The flag of Cocos Islands consists of a green field with a palm tree in a gold disc in the upper left-hand corner. The flag also contains a gold crescent in the centre of the flag and the Southern Cross constellation in gold on the right-hand side. This flag was officially adopted on 6 April 2004 and replaced the flag of Australia in many capacities.

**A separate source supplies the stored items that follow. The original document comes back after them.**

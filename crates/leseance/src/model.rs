//! Session record, status transitions, and step history

use chrono::{DateTime, Utc};
use serde::{Deserialize, Serialize};
use uuid::Uuid;

use crate::error::SessionError;

/// Opaque unique session identifier.
#[derive(Debug, Clone, PartialEq, Eq, Hash, Serialize, Deserialize)]
#[serde(transparent)]
pub struct SessionId(String);

impl SessionId {
    /// Generate a fresh random identifier.
    pub fn generate() -> Self {
        Self(Uuid::new_v4().to_string())
    }

    /// Wrap an existing identifier string.
    pub fn from_string(raw: impl Into<String>) -> Self {
        Self(raw.into())
    }

    /// Borrow the identifier as a string slice.
    pub fn as_str(&self) -> &str {
        &self.0
    }
}

impl std::fmt::Display for SessionId {
    fn fmt(&self, f: &mut std::fmt::Formatter<'_>) -> std::fmt::Result {
        f.write_str(&self.0)
    }
}

/// Owning user identifier, as mapped from a verified identity token.
#[derive(Debug, Clone, PartialEq, Eq, Hash, Serialize, Deserialize)]
#[serde(transparent)]
pub struct UserId(String);

impl UserId {
    /// Wrap an existing identifier string.
    pub fn from_string(raw: impl Into<String>) -> Self {
        Self(raw.into())
    }

    /// Borrow the identifier as a string slice.
    pub fn as_str(&self) -> &str {
        &self.0
    }
}

impl std::fmt::Display for UserId {
    fn fmt(&self, f: &mut std::fmt::Formatter<'_>) -> std::fmt::Result {
        f.write_str(&self.0)
    }
}

/// Request kind; determines the stage pipeline a session runs through.
#[derive(Debug, Clone, Copy, PartialEq, Eq, Hash, Serialize, Deserialize)]
#[serde(rename_all = "kebab-case")]
pub enum SessionKind {
    /// Educational video from prompt + uploaded image and audio.
    VideoGeneration,
    /// Cloned-voice audio clip from text + reference audio.
    VoiceClone,
    /// Structured course syllabus.
    Syllabus,
    /// Weekly course schedule honoring constraints.
    CourseSchedule,
    /// Usage aggregation over the caller's session history.
    AnalyticsQuery,
}

impl SessionKind {
    /// Every supported kind, in a stable order.
    pub fn all() -> [SessionKind; 5] {
        [
            SessionKind::VideoGeneration,
            SessionKind::VoiceClone,
            SessionKind::Syllabus,
            SessionKind::CourseSchedule,
            SessionKind::AnalyticsQuery,
        ]
    }

    /// Wire name of this kind.
    pub fn as_str(self) -> &'static str {
        match self {
            SessionKind::VideoGeneration => "video-generation",
            SessionKind::VoiceClone => "voice-clone",
            SessionKind::Syllabus => "syllabus",
            SessionKind::CourseSchedule => "course-schedule",
            SessionKind::AnalyticsQuery => "analytics-query",
        }
    }
}

impl std::fmt::Display for SessionKind {
    fn fmt(&self, f: &mut std::fmt::Formatter<'_>) -> std::fmt::Result {
        f.write_str(self.as_str())
    }
}

/// Session lifecycle status.
///
/// The transition table is authoritative: `queued -> running` and
/// `running -> {completed, failed, quota_exceeded}` are the only legal
/// moves. Everything else is rejected with [`SessionError`].
#[derive(Debug, Clone, Copy, PartialEq, Eq, Serialize, Deserialize)]
#[serde(rename_all = "snake_case")]
pub enum SessionStatus {
    /// Admitted, execution not started.
    Queued,
    /// Pipeline execution in progress.
    Running,
    /// All stages succeeded; `result` is set.
    Completed,
    /// A stage failed or the session was cancelled; `error` is set.
    Failed,
    /// A quota gate denied execution; `error` is set.
    QuotaExceeded,
}

impl SessionStatus {
    /// Whether no further transition can occur from this status.
    pub fn is_terminal(self) -> bool {
        matches!(
            self,
            SessionStatus::Completed | SessionStatus::Failed | SessionStatus::QuotaExceeded
        )
    }

    /// Whether `self -> next` appears in the transition table.
    pub fn can_transition_to(self, next: SessionStatus) -> bool {
        matches!(
            (self, next),
            (SessionStatus::Queued, SessionStatus::Running)
                | (SessionStatus::Running, SessionStatus::Completed)
                | (SessionStatus::Running, SessionStatus::Failed)
                | (SessionStatus::Running, SessionStatus::QuotaExceeded)
        )
    }

    /// Wire name of this status.
    pub fn as_str(self) -> &'static str {
        match self {
            SessionStatus::Queued => "queued",
            SessionStatus::Running => "running",
            SessionStatus::Completed => "completed",
            SessionStatus::Failed => "failed",
            SessionStatus::QuotaExceeded => "quota_exceeded",
        }
    }
}

impl std::fmt::Display for SessionStatus {
    fn fmt(&self, f: &mut std::fmt::Formatter<'_>) -> std::fmt::Result {
        f.write_str(self.as_str())
    }
}

/// Outcome of one executed (or denied) pipeline stage.
#[derive(Debug, Clone, Copy, PartialEq, Eq, Serialize, Deserialize)]
#[serde(rename_all = "snake_case")]
pub enum StepStatus {
    /// The stage produced an output.
    Completed,
    /// The stage failed after its retry budget, or was cancelled.
    Failed,
    /// A quota gate refused the stage before it ran.
    Denied,
}

/// One entry in a session's append-only step history.
///
/// Insertion order is execution order. Once appended, `stage_name` and
/// `started_at` never change.
#[derive(Debug, Clone, Serialize, Deserialize)]
pub struct StepRecord {
    /// Name of the stage this entry summarizes.
    pub stage_name: String,

    /// How the stage concluded.
    pub status: StepStatus,

    /// When the stage (or its denial) began.
    pub started_at: DateTime<Utc>,

    /// When the stage concluded.
    pub finished_at: DateTime<Utc>,

    /// Human-readable summary (attempt counts, denial reason, failure text).
    pub detail: String,
}

/// Durable record of one unit of work, mutated only by its own
/// orchestration loop and immutable once terminal.
#[derive(Debug, Clone, Serialize, Deserialize)]
pub struct SessionRecord {
    /// Opaque unique identifier, assigned at creation.
    pub id: SessionId,

    /// Owning user.
    pub user_id: UserId,

    /// Request kind.
    pub kind: SessionKind,

    /// Current lifecycle status.
    pub status: SessionStatus,

    /// Append-only step history in execution order.
    pub steps: Vec<StepRecord>,

    /// Terminal output payload, set exactly once.
    #[serde(skip_serializing_if = "Option::is_none")]
    pub result: Option<serde_json::Value>,

    /// Failure summary; present exactly when status is failed or quota_exceeded.
    #[serde(skip_serializing_if = "Option::is_none")]
    pub error: Option<String>,

    /// The validated submit payload, retained for inspection and replay.
    pub request: serde_json::Value,

    /// Admission timestamp.
    pub created_at: DateTime<Utc>,

    /// Last mutation timestamp.
    pub updated_at: DateTime<Utc>,
}

impl SessionRecord {
    /// Create a freshly admitted session in `queued`.
    pub fn new(user_id: UserId, kind: SessionKind, request: serde_json::Value) -> Self {
        let now = Utc::now();
        Self {
            id: SessionId::generate(),
            user_id,
            kind,
            status: SessionStatus::Queued,
            steps: Vec::new(),
            result: None,
            error: None,
            request,
            created_at: now,
            updated_at: now,
        }
    }

    /// Whether the session reached a terminal status.
    pub fn is_terminal(&self) -> bool {
        self.status.is_terminal()
    }

    /// Move to `next`, rejecting anything outside the transition table.
    pub fn transition(&mut self, next: SessionStatus) -> Result<(), SessionError> {
        if !self.status.can_transition_to(next) {
            return Err(SessionError::IllegalTransition {
                from: self.status,
                to: next,
            });
        }
        self.status = next;
        self.updated_at = Utc::now();
        Ok(())
    }

    /// Append a step summary. Rejected once the session is terminal.
    pub fn push_step(&mut self, step: StepRecord) -> Result<(), SessionError> {
        if self.is_terminal() {
            return Err(SessionError::TerminalImmutable(self.id.to_string()));
        }
        self.steps.push(step);
        self.updated_at = Utc::now();
        Ok(())
    }

    /// Finalize as `completed` with the pipeline's terminal output.
    pub fn finalize_completed(&mut self, result: serde_json::Value) -> Result<(), SessionError> {
        if self.result.is_some() {
            return Err(SessionError::ResultAlreadySet(self.id.to_string()));
        }
        self.transition(SessionStatus::Completed)?;
        self.result = Some(result);
        Ok(())
    }

    /// Finalize as `failed` with a displayable reason.
    pub fn finalize_failed(&mut self, reason: impl Into<String>) -> Result<(), SessionError> {
        self.transition(SessionStatus::Failed)?;
        self.error = Some(reason.into());
        Ok(())
    }

    /// Finalize as `quota_exceeded` with the denial reason.
    pub fn finalize_quota_exceeded(
        &mut self,
        reason: impl Into<String>,
    ) -> Result<(), SessionError> {
        self.transition(SessionStatus::QuotaExceeded)?;
        self.error = Some(reason.into());
        Ok(())
    }
}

The palm tree is a symbol of the native plants and trees of the islands as well as the tropical climate of the area. The crescent is a symbol of Islam which is the religion of the Cocos Malays who make up the majority of the population living in the country. The Southern Cross constellation featured on the flag can be seen from many South-Pacific nations and is also featured on the flags in Australia and New Zealand as well as various Pacific Islands. The colors of this flag are the national colors of Australia and they are symbolic of the relationship of Cocos Islands as an external territory and protectorate of Australia. Green is also seen as a symbol of the abundant greenery in the country.

The flag of Cocos Islands was designed by Mohd Ian Minkom, working for the Office of the Island's Administrator, in early 2003. There are accounts from many locals that this design was used earlier as a regional flag in some parts of Cocos Islands. The government of Cocos Islands is heavily dependant on the laws and economic aid of Australia and the new flag paid tribute through coloring and symbolism.

Previous flags of the country include the flag of Australia which was flown in Cocos Islands from 23 November 1955 until 2004. This flag is still used in some official areas because the country is still considered a part of Australia. The Union Jack of the British Empire was used in the country from 1857-1903 and again from 1942-1945 during World War II. From 1903 until 1955 the country used three additional flags, all of which contain the Union Jack in the upper-left corner.